The expected output is each line below containing "processed", copied in full.

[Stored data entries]
● ● ● ● ● ● ●

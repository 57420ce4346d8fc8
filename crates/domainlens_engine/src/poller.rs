//! Fixed-interval polling of a queued batch job.
//!
//! One poller owns at most one timer task. The task stops itself on the
//! first terminal observation; for completed batches it fetches the
//! results page exactly once before exiting, and never for failed ones.

use std::sync::mpsc;
use std::sync::Arc;
use std::time::Duration;

use tokio::time::MissedTickBehavior;

use crate::api::ApiClient;
use crate::types::EngineEvent;
use client_logging::{client_info, client_warn};

#[derive(Debug, Clone)]
pub struct PollerConfig {
    pub interval: Duration,
    /// Page size for the single results fetch of a completed batch.
    pub results_page_limit: u64,
}

impl Default for PollerConfig {
    fn default() -> Self {
        Self {
            interval: Duration::from_secs(5),
            results_page_limit: 100,
        }
    }
}

pub struct BatchProgressPoller {
    api: Arc<ApiClient>,
    config: PollerConfig,
    events: mpsc::Sender<EngineEvent>,
    task: Option<tokio::task::JoinHandle<()>>,
}

impl BatchProgressPoller {
    pub fn new(
        api: Arc<ApiClient>,
        config: PollerConfig,
        events: mpsc::Sender<EngineEvent>,
    ) -> Self {
        Self {
            api,
            config,
            events,
            task: None,
        }
    }

    /// Starts watching a batch. Any previous timer is stopped first, so
    /// at most one poll loop exists at a time.
    pub fn start(&mut self, handle: &tokio::runtime::Handle, batch_id: String) {
        self.stop();
        client_info!("polling batch {batch_id} every {:?}", self.config.interval);
        let api = Arc::clone(&self.api);
        let events = self.events.clone();
        let interval = self.config.interval;
        let page_limit = self.config.results_page_limit;
        self.task = Some(handle.spawn(poll_loop(api, batch_id, interval, page_limit, events)));
    }

    /// Idempotent: safe whether or not a poll loop is active.
    pub fn stop(&mut self) {
        if let Some(task) = self.task.take() {
            task.abort();
        }
    }
}

impl Drop for BatchProgressPoller {
    fn drop(&mut self) {
        self.stop();
    }
}

async fn poll_loop(
    api: Arc<ApiClient>,
    batch_id: String,
    interval: Duration,
    page_limit: u64,
    events: mpsc::Sender<EngineEvent>,
) {
    let mut ticker = tokio::time::interval(interval);
    ticker.set_missed_tick_behavior(MissedTickBehavior::Delay);
    loop {
        ticker.tick().await;
        let job = match api.batch_status(&batch_id).await {
            Ok(job) => job,
            Err(error) => {
                // A failed poll is retried on the next tick; the batch
                // itself has not failed.
                client_warn!("status poll for batch {batch_id} failed: {error}");
                continue;
            }
        };
        let status = job.status;
        if events.send(EngineEvent::BatchStatus(job)).is_err() {
            return;
        }
        if !status.is_terminal() {
            continue;
        }
        if status.has_results() {
            let result = api.batch_results(&batch_id, 0, page_limit).await;
            let _ = events.send(EngineEvent::BatchResults {
                batch_id: batch_id.clone(),
                result,
            });
        }
        client_info!("batch {batch_id} reached {status}; polling stopped");
        return;
    }
}
use pretty_assertions::assert_eq;
use serde_json::json;
use wiremock::matchers::{body_partial_json, method, path, query_param};
use wiremock::{Mock, MockServer, ResponseTemplate};

use domainlens_engine::{ApiClient, ApiConfig, BatchStatus, ClientError, SectorLabel};

fn client_for(server: &MockServer) -> ApiClient {
    ApiClient::new(ApiConfig::new(server.uri())).expect("client")
}

#[tokio::test]
async fn analyze_posts_the_email_and_decodes_the_result() {
    let server = MockServer::start().await;
    Mock::given(method("POST"))
        .and(path("/analyze"))
        .and(body_partial_json(json!({
            "email": "person@example.com",
            "force_refresh": false
        })))
        .respond_with(ResponseTemplate::new(200).set_body_json(json!({
            "original_email": "person@example.com",
            "extracted_domain": "example.com",
            "selected_url": "https://example.com",
            "scraping_status": "success",
            "website_summary": "An example business.",
            "confidence_score": 0.91,
            "processing_time_seconds": 2.4,
            "from_cache": true,
            "real_estate": "No",
            "infrastructure": "Can't Say",
            "industrial": "Yes"
        })))
        .expect(1)
        .mount(&server)
        .await;

    let client = client_for(&server);
    let result = client.analyze("person@example.com", false).await.unwrap();

    assert_eq!(result.extracted_domain, "example.com");
    assert_eq!(result.confidence_score, Some(0.91));
    assert_eq!(result.real_estate, SectorLabel::No);
    assert_eq!(result.infrastructure, SectorLabel::CantSay);
    assert_eq!(result.industrial, SectorLabel::Yes);
    assert!(result.from_cache);
}

#[tokio::test]
async fn failure_statuses_surface_the_service_detail() {
    let server = MockServer::start().await;
    Mock::given(method("POST"))
        .and(path("/analyze"))
        .respond_with(
            ResponseTemplate::new(422).set_body_json(json!({"detail": "Invalid email format"})),
        )
        .mount(&server)
        .await;

    let client = client_for(&server);
    let error = client.analyze("person@example.com", false).await.unwrap_err();

    match error {
        ClientError::Service { status, message } => {
            assert_eq!(status, 422);
            assert_eq!(message, "Invalid email format");
        }
        other => panic!("expected service error, got {other:?}"),
    }
}

#[tokio::test]
async fn non_json_failure_bodies_fall_back_to_the_status_reason() {
    let server = MockServer::start().await;
    Mock::given(method("POST"))
        .and(path("/analyze"))
        .respond_with(ResponseTemplate::new(503).set_body_string("upstream down"))
        .mount(&server)
        .await;

    let client = client_for(&server);
    let error = client.analyze("person@example.com", false).await.unwrap_err();

    match error {
        ClientError::Service { status, message } => {
            assert_eq!(status, 503);
            assert_eq!(message, "Service Unavailable");
        }
        other => panic!("expected service error, got {other:?}"),
    }
}

#[tokio::test]
async fn an_error_key_under_a_success_status_is_still_an_error() {
    let server = MockServer::start().await;
    Mock::given(method("POST"))
        .and(path("/chat/upload-csv"))
        .respond_with(
            ResponseTemplate::new(200).set_body_json(json!({"error": "No email column found"})),
        )
        .mount(&server)
        .await;

    let client = client_for(&server);
    let error = client
        .upload_csv("sess_x", "leads.csv", b"email\na@b.co\n".to_vec())
        .await
        .unwrap_err();

    match error {
        ClientError::Service { status, message } => {
            assert_eq!(status, 200);
            assert_eq!(message, "No email column found");
        }
        other => panic!("expected service error, got {other:?}"),
    }
}

#[tokio::test]
async fn chat_messages_return_the_service_envelope() {
    let server = MockServer::start().await;
    Mock::given(method("POST"))
        .and(path("/chat/message"))
        .and(body_partial_json(json!({
            "session_id": "sess_x",
            "message": "what can you do?",
            "message_type": "user"
        })))
        .respond_with(ResponseTemplate::new(200).set_body_json(json!({
            "message_id": "msg_1",
            "session_id": "sess_x",
            "message_type": "system",
            "content": "I analyze email domains.",
            "timestamp": "2026-08-23T10:00:00Z",
            "metadata": null
        })))
        .expect(1)
        .mount(&server)
        .await;

    let client = client_for(&server);
    let envelope = client
        .send_chat_message("sess_x", "what can you do?")
        .await
        .unwrap();

    assert_eq!(envelope.content, "I analyze email domains.");
}

#[tokio::test]
async fn batch_status_and_results_use_the_batch_routes() {
    let server = MockServer::start().await;
    Mock::given(method("GET"))
        .and(path("/batch/status/batch_7"))
        .respond_with(ResponseTemplate::new(200).set_body_json(json!({
            "batch_id": "batch_7",
            "total": 120,
            "processed": 60,
            "successful": 58,
            "failed": 2,
            "status": "processing",
            "progress_percentage": 50.0
        })))
        .expect(1)
        .mount(&server)
        .await;
    Mock::given(method("GET"))
        .and(path("/batch/results/batch_7"))
        .and(query_param("offset", "0"))
        .and(query_param("limit", "100"))
        .respond_with(ResponseTemplate::new(200).set_body_json(json!([
            {"original_email": "a@b.co", "extracted_domain": "b.co"}
        ])))
        .expect(1)
        .mount(&server)
        .await;

    let client = client_for(&server);
    let job = client.batch_status("batch_7").await.unwrap();
    assert_eq!(job.status, BatchStatus::Processing);
    assert_eq!(job.processed, 60);

    let results = client.batch_results("batch_7", 0, 100).await.unwrap();
    assert_eq!(results.len(), 1);
    assert_eq!(results[0].extracted_domain, "b.co");
}

#[tokio::test]
async fn health_reports_success_and_failure() {
    let server = MockServer::start().await;
    Mock::given(method("GET"))
        .and(path("/health"))
        .respond_with(ResponseTemplate::new(200).set_body_json(json!({"status": "healthy"})))
        .up_to_n_times(1)
        .mount(&server)
        .await;
    Mock::given(method("GET"))
        .and(path("/health"))
        .respond_with(ResponseTemplate::new(500))
        .mount(&server)
        .await;

    let client = client_for(&server);
    assert!(client.health().await.is_ok());
    assert!(client.health().await.is_err());
}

● ● ● ● ● ● ●

### SOLVED EXERCISE
            "processed": 60,
    assert_eq!(job.processed, 60);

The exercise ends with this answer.